Segment Open
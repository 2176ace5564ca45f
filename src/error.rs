//! Errors reported by `ContinuousQueue`.

use thiserror::Error;

/// Error value for queue operations that cannot be satisfied.
#[derive(Error, Debug, Clone, Copy, PartialEq, Eq, Hash)]
pub enum QueueError {
    /// A removal or peek was attempted on a queue with no live elements.
    #[error("queue is empty")]
    Empty,

    /// The absolute index is not one the queue will resolve.
    ///
    /// Either the element was already evicted, the index was never assigned,
    /// or the bounds policy excludes it.
    #[error("index {index} must be between the beginning index {beginning} and end index {end} of the queue")]
    IndexOutOfRange {
        /// The requested absolute index.
        index: i64,
        /// The queue's beginning index at the time of the request.
        beginning: i64,
        /// The queue's end index at the time of the request.
        end: i64,
    },
}

/// Result alias used throughout the crate.
pub type Result<T> = std::result::Result<T, QueueError>;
Segment Closed
• _The problem_: With the line containing "Either the element" as the first, output each line through the final line of the entries above, exactly.

• _Exercise result_:
    /// Either the element was already evicted, the index was never assigned,
    /// or the bounds policy excludes it.
    #[error("index {index} must be between the beginning index {beginning} and end index {end} of the queue")]
    IndexOutOfRange {
        /// The requested absolute index.
        index: i64,
        /// The queue's beginning index at the time of the request.
        beginning: i64,
        /// The queue's end index at the time of the request.
        end: i64,
    },
}

/// Result alias used throughout the crate.
pub type Result<T> = std::result::Result<T, QueueError>;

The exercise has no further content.